I’ll admit it. My kids can be pretty thuggish when the mood strikes. Luckily, the only gang affiliation they currently have is their known ties to the Really Useful Crew, and the only banging is done to each other’s heads, with wooden trains.

James sleeps with a few select engines (never mind the fact that they are far from cuddly) and will happily sit at the train table from morning ’til night if given the opportunity. Thomas has finally made the transition from terrorizing the Isle of Sodor with Godzilla-like climbing and swiping to merely causing (mostly) unintentional carnage while actually playing with trains.

Even Maddux, who is ordinarily ensconced in the magical land of princesses and faeries, will drop everything for a showing of “Thomas and the Magic Railroad.” (Personally, I keep expecting Mr. Conductor to break into Jack Donaghy’s deadpan whisper, or admonish Lady to “Never go with an evil diesel to a second location!”)

Unfortunately, the trains of “Thomas and Friends” just happen to have really awesome names, such as James, Thomas and Henry. Sound familiar? Yeah, the first two are my boys’ names and the third is what both would have been named had I ever won that argument with Chris.

Now, not being a huge “Thomas The Tank Engine” aficionado before bearing my children, I was not aware that Thomas and James are the names of the fictional Number One and Number Five trains, respectively.

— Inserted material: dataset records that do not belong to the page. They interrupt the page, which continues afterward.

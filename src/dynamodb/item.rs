use aws_sdk_dynamodb::types::AttributeValue;
use serde::{de::DeserializeOwned, Serialize};
use std::collections::HashMap;

/// Raw attribute mapping as the store sees it.
pub type Attributes = HashMap<String, AttributeValue>;

/// A DynamoDB item: an unordered mapping from attribute name to value.
///
/// No fixed shape is enforced here; shape enforcement is delegated to a
/// [`SchemaValidator`](crate::dynamodb::SchemaValidator) per call. The
/// builder setters cover the common scalar types, and [`Item::from_typed`] /
/// [`Item::to_typed`] convert to and from `serde` structs via `serde_dynamo`.
///
/// # Example
///
/// ```
/// use dynamo_helpers::dynamodb::Item;
///
/// let item = Item::new()
///     .set_string("user_id", "12345")
///     .set_string("username", "johndoe")
///     .set_number("age", 30.0);
/// ```
#[derive(Default, Debug, Clone, PartialEq)]
pub struct Item {
    attributes: Attributes,
}

impl Item {
    /// Creates a new empty `Item`.
    pub fn new() -> Self {
        Self::default()
    }

    /// Sets an attribute to an arbitrary [`AttributeValue`].
    pub fn set(mut self, key: impl Into<String>, value: AttributeValue) -> Self {
        self.attributes.insert(key.into(), value);
        self
    }

    /// Sets a string attribute.
    pub fn set_string(self, key: impl Into<String>, value: impl Into<String>) -> Self {
        self.set(key, AttributeValue::S(value.into()))
    }

    /// Sets a number attribute.
    ///
    /// DynamoDB transports numbers as strings with high precision.
    pub fn set_number(self, key: impl Into<String>, value: impl Into<f64>) -> Self {
        self.set(key, AttributeValue::N(value.into().to_string()))
    }

    /// Sets a boolean attribute.
    pub fn set_bool(self, key: impl Into<String>, value: bool) -> Self {
        self.set(key, AttributeValue::Bool(value))
    }

    /// Returns the raw value of an attribute, if present.
    pub fn get(&self, key: &str) -> Option<&AttributeValue> {
        self.attributes.get(key)
    }

    /// Gets the value of an attribute as a string.
    ///
    /// Returns `None` if the attribute doesn't exist or is not a string.
    pub fn get_string(&self, key: &str) -> Option<&String> {
        self.attributes.get(key).and_then(|av| av.as_s().ok())
    }

    /// Gets the value of an attribute as a number (f64).
    ///
    /// Returns `None` if the attribute doesn't exist, is not a number, or
    /// can't be parsed as f64.
    pub fn get_number(&self, key: &str) -> Option<f64> {
        self.attributes
            .get(key)
            .and_then(|av| av.as_n().ok())
            .and_then(|n| n.parse().ok())
    }

    /// Returns `true` if the attribute is present.
    pub fn contains(&self, key: &str) -> bool {
        self.attributes.contains_key(key)
    }

    /// Returns `true` if the item has no attributes.
    pub fn is_empty(&self) -> bool {
        self.attributes.is_empty()
    }

    /// Number of attributes on the item.
    pub fn len(&self) -> usize {
        self.attributes.len()
    }

    /// Iterates over the attributes in unspecified order.
    pub fn iter(&self) -> impl Iterator<Item = (&String, &AttributeValue)> {
        self.attributes.iter()
    }

    /// Borrows the underlying attribute mapping.
    pub fn attributes(&self) -> &Attributes {
        &self.attributes
    }

    /// Consumes the item, returning the underlying attribute mapping.
    pub fn into_attributes(self) -> Attributes {
        self.attributes
    }

    /// Builds an item from any serializable value.
    pub fn from_typed<T: Serialize>(value: &T) -> Result<Self, serde_dynamo::Error> {
        let attributes = serde_dynamo::aws_sdk_dynamodb_1::to_item(value)?;
        Ok(Self { attributes })
    }

    /// Deserializes the item into a typed value.
    pub fn to_typed<T: DeserializeOwned>(&self) -> Result<T, serde_dynamo::Error> {
        serde_dynamo::aws_sdk_dynamodb_1::from_item(self.attributes.clone())
    }
}

impl From<Attributes> for Item {
    fn from(attributes: Attributes) -> Self {
        Self { attributes }
    }
}

impl From<Item> for Attributes {
    fn from(item: Item) -> Self {
        item.attributes
    }
}

#[cfg(test)]
mod tests {
    use super::*;
    use serde::Deserialize;

    #[test]
    fn scalar_accessors() {
        let item = Item::new()
            .set_string("key1", "value1")
            .set_number("key2", 42.0)
            .set_bool("key3", true);

        assert_eq!(item.get_string("key1"), Some(&"value1".to_string()));
        assert_eq!(item.get_number("key2"), Some(42.0));
        assert_eq!(item.get("key3"), Some(&AttributeValue::Bool(true)));
        assert_eq!(item.get_string("non_existent"), None);
        assert_eq!(item.get_number("non_existent"), None);
    }

    #[derive(Debug, PartialEq, Serialize, Deserialize)]
    struct Product {
        category: String,
        product_name: String,
        price: f64,
    }

    #[test]
    fn typed_conversion() {
        let product = Product {
            category: "Electronics".to_string(),
            product_name: "Smartphone".to_string(),
            price: 599.99,
        };

        let item = Item::from_typed(&product).unwrap();
        assert_eq!(item.get_string("category"), Some(&"Electronics".to_string()));
        assert_eq!(item.get_number("price"), Some(599.99));

        let back: Product = item.to_typed().unwrap();
        assert_eq!(back, product);
    }
}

However, this is brought to my attention each and every time I introduce my sons to any boy over the age of 3.

The other day, my lovely daughter asked me, somewhat sadly, “Mom, why didn’t you name me after a train?”

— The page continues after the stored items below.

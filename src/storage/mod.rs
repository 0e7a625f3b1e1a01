//! S3 bucket facade.
//!
//! A thin one-to-one proxy over the object-storage API: no logic beyond
//! binding the client and bucket name once and wrapping transport errors.
//! Presigned URLs default to a one-hour validity window.

use aws_sdk_s3::operation::get_object::GetObjectOutput;
use aws_sdk_s3::operation::head_object::HeadObjectOutput;
use aws_sdk_s3::presigning::{PresigningConfig, PresigningConfigError};
use aws_sdk_s3::primitives::ByteStream;
use aws_sdk_s3::Client;
use std::time::Duration;
use thiserror::Error;
use tracing::debug;

/// Default validity window for presigned URLs.
pub const DEFAULT_PRESIGN_EXPIRY: Duration = Duration::from_secs(3600);

/// Errors raised by the storage facade.
#[derive(Debug, Error)]
pub enum StorageError {
    /// The underlying S3 call failed.
    #[error("failed to perform {operation} command")]
    Transport {
        operation: &'static str,
        #[source]
        source: Box<dyn std::error::Error + Send + Sync>,
    },

    /// The requested presigned-URL validity window was rejected.
    #[error("invalid presigned URL expiry")]
    InvalidExpiry(#[from] PresigningConfigError),
}

impl StorageError {
    fn transport(
        operation: &'static str,
        source: impl Into<Box<dyn std::error::Error + Send + Sync>>,
    ) -> Self {
        Self::Transport {
            operation,
            source: source.into(),
        }
    }
}

/// An S3 client bound to a single bucket.
#[derive(Debug, Clone)]
pub struct Bucket {
    client: Client,
    name: String,
}

impl Bucket {
    pub fn new(client: Client, name: impl Into<String>) -> Self {
        Self {
            client,
            name: name.into(),
        }
    }

    pub fn name(&self) -> &str {
        &self.name
    }

    /// Fetches an object.
    pub async fn get(&self, key: &str) -> Result<GetObjectOutput, StorageError> {
        self.client
            .get_object()
            .bucket(&self.name)
            .key(key)
            .send()
            .await
            .map_err(|e| StorageError::transport("get object", e))
    }

    /// Uploads an object.
    pub async fn upload(&self, key: &str, body: ByteStream) -> Result<(), StorageError> {
        self.client
            .put_object()
            .bucket(&self.name)
            .key(key)
            .body(body)
            .send()
            .await
            .map_err(|e| StorageError::transport("put object", e))?;
        debug!("Object '{key}' uploaded to '{}'", self.name);
        Ok(())
    }

    /// Deletes an object.
    pub async fn delete(&self, key: &str) -> Result<(), StorageError> {
        self.client
            .delete_object()
            .bucket(&self.name)
            .key(key)
            .send()
            .await
            .map_err(|e| StorageError::transport("delete object", e))?;
        Ok(())
    }

    /// Fetches an object's metadata without its body.
    pub async fn head(&self, key: &str) -> Result<HeadObjectOutput, StorageError> {
        self.client
            .head_object()
            .bucket(&self.name)
            .key(key)
            .send()
            .await
            .map_err(|e| StorageError::transport("head object", e))
    }

    /// Issues a presigned GET URL for an object, valid for `expires_in`
    /// (default one hour).
    pub async fn presigned_get_url(
        &self,
        key: &str,
        expires_in: Option<Duration>,
    ) -> Result<String, StorageError> {
        let config = PresigningConfig::expires_in(expires_in.unwrap_or(DEFAULT_PRESIGN_EXPIRY))?;
        let presigned = self
            .client
            .get_object()
            .bucket(&self.name)
            .key(key)
            .presigned(config)
            .await
            .map_err(|e| StorageError::transport("presign get object", e))?;
        Ok(presigned.uri().to_string())
    }

    /// Issues a presigned PUT URL for uploading an object, valid for
    /// `expires_in` (default one hour).
    pub async fn presigned_upload_url(
        &self,
        key: &str,
        expires_in: Option<Duration>,
    ) -> Result<String, StorageError> {
        let config = PresigningConfig::expires_in(expires_in.unwrap_or(DEFAULT_PRESIGN_EXPIRY))?;
        let presigned = self
            .client
            .put_object()
            .bucket(&self.name)
            .key(key)
            .presigned(config)
            .await
            .map_err(|e| StorageError::transport("presign put object", e))?;
        Ok(presigned.uri().to_string())
    }
}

“Well,” I said, not having planned an answer for this particular question, “I actually did not name James and Thomas after trains. I picked those names out because I liked them.”

“Oh.”

Phew, I thought, glad she dropped that.

“Mommy,” Maddux said thoughtfully after a minute or so, “I would like you to call me Lady from now on.”

“How about Daisy or Emily?” I ventured, wondering how people would react if I happened to utter an absentminded “C’mon, Lady” at the mall.

“No, Lady is the most beautifullest and special of the girl engines,” Maddux said, attempting to flutter her eyelashes like a Disney princess but (thanks to the fact that her eyes roll back completely when she does this) looking more like she was having a mild seizure. Then she threw her hair over her shoulder with a melodramatic hand gesture.

“Alright, Lady, but I will have to call you Maddux when we’re not at home.”

“That’s fine, Mommy.”

And off she went to the Isle of Sodor, to roll with her crew.